For each line below, check for the word "FxHashMap", then state how many lines contain it, with no other output.

Stored data entries
########

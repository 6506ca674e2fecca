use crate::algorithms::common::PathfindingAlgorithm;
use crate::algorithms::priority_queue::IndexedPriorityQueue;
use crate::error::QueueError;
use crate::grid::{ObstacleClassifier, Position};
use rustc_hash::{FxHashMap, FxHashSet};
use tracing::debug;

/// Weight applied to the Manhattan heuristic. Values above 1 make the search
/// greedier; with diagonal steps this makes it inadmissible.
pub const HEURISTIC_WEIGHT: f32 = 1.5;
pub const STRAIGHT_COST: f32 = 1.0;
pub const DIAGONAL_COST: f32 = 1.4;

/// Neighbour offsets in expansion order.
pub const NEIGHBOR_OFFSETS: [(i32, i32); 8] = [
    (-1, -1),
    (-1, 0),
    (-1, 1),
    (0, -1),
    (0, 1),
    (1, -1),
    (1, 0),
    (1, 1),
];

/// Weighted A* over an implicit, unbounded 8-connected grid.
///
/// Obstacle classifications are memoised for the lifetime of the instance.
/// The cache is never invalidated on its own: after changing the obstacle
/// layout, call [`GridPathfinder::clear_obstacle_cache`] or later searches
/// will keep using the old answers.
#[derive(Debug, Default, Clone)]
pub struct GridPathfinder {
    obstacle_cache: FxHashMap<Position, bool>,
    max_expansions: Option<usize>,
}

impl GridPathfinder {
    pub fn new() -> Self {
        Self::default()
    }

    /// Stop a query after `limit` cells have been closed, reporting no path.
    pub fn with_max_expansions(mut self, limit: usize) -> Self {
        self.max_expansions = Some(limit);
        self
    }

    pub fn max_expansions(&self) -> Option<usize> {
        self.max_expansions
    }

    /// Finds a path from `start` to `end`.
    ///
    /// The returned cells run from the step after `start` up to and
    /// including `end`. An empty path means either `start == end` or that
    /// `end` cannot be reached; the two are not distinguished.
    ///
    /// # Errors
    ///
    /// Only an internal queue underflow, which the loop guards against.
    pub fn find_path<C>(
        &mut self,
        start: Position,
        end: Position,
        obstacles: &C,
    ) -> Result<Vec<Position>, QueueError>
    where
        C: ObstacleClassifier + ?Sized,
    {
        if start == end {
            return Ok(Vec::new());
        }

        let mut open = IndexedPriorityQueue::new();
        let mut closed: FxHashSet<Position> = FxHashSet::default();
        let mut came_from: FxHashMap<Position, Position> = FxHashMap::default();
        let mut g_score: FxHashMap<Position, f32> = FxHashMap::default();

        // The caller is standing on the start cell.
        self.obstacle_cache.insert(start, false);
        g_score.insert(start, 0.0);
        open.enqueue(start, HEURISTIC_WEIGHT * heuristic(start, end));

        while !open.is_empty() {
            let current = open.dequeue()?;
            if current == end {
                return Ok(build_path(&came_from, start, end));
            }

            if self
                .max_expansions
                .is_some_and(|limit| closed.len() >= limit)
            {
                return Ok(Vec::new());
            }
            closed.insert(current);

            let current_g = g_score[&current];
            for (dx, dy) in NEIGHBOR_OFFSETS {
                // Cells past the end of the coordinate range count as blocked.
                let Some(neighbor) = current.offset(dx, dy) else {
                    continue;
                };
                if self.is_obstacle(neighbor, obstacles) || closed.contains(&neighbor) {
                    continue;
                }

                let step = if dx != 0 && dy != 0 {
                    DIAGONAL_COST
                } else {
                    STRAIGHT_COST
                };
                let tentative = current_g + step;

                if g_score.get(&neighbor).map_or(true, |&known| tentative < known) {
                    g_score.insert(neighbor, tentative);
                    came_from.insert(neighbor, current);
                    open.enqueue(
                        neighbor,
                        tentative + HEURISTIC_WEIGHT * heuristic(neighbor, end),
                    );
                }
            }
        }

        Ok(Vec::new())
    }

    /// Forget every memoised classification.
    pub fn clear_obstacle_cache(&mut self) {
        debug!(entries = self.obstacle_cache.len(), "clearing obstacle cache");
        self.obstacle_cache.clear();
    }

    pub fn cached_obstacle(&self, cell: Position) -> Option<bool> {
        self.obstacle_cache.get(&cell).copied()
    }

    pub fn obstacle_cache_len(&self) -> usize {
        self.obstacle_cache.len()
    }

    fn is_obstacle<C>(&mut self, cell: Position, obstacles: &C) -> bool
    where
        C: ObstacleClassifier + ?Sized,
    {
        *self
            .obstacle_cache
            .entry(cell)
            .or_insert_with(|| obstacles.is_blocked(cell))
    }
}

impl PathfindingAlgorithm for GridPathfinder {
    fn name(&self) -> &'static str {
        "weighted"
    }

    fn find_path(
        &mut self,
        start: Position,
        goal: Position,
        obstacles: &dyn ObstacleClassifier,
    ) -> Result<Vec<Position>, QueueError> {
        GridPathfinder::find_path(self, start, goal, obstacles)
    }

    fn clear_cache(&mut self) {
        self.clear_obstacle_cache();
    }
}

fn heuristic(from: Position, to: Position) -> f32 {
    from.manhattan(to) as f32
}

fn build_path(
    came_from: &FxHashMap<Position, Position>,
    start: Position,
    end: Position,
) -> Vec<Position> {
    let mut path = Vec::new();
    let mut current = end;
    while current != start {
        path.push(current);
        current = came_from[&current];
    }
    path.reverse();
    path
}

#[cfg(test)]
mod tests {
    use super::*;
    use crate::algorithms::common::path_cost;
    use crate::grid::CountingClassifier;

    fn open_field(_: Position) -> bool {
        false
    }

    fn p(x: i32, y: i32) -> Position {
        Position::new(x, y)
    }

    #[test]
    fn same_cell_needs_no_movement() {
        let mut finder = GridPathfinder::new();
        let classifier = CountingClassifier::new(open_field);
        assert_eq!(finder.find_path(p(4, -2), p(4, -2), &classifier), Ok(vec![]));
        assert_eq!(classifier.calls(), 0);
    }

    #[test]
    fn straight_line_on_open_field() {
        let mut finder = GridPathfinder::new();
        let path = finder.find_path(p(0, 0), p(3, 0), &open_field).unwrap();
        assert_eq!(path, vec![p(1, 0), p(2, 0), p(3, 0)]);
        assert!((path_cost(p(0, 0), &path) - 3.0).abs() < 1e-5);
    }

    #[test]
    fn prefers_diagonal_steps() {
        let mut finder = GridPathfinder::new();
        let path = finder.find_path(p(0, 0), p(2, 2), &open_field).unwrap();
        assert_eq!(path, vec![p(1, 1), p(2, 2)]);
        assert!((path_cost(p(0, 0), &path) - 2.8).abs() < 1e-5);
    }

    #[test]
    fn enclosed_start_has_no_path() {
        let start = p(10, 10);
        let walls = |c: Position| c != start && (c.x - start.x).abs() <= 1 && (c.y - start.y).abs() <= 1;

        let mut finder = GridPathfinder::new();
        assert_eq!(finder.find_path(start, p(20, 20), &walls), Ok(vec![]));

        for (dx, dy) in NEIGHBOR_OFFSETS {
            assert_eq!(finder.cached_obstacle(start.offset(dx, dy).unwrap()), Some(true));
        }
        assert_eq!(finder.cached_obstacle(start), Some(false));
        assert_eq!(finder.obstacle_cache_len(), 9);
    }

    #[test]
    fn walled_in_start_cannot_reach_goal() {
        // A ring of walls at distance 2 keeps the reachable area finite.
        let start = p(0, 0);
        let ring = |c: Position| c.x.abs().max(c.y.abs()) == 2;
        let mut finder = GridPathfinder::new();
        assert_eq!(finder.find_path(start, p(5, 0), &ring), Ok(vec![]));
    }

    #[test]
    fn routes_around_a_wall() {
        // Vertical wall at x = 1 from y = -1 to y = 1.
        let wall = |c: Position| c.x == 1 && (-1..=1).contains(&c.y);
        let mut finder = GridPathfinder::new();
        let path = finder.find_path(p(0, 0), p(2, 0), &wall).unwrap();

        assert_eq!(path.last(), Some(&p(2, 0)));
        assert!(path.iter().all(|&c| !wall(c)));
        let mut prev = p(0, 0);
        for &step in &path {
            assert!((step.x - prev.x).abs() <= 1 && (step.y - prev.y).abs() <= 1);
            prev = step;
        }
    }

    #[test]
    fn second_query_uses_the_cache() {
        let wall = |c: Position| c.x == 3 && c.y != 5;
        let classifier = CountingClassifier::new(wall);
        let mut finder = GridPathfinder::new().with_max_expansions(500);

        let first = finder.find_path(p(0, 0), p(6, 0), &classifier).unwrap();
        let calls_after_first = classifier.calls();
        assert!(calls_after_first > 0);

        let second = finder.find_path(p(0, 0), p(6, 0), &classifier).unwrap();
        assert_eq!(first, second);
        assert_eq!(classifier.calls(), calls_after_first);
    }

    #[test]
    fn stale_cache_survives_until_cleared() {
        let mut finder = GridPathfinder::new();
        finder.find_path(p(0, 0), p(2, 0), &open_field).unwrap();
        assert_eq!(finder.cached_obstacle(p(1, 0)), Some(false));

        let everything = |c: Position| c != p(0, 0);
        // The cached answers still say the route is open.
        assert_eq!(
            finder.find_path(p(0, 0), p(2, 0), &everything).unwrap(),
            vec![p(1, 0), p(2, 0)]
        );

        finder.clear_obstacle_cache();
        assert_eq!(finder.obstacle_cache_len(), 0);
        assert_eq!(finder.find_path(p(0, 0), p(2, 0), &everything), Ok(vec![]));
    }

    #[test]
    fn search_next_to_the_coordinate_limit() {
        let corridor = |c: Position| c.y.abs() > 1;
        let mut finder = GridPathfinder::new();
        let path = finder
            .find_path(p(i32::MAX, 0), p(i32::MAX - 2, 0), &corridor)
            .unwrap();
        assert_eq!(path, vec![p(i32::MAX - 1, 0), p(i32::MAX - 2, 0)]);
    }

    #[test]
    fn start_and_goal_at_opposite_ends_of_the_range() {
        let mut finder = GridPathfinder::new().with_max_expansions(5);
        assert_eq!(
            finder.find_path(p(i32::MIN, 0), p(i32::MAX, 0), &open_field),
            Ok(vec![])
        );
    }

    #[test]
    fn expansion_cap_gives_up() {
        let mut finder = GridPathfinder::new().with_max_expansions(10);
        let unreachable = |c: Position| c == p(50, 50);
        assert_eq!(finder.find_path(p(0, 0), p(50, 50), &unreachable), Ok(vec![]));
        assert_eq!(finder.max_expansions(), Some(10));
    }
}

########

▶ [RESULT BELOW]: 5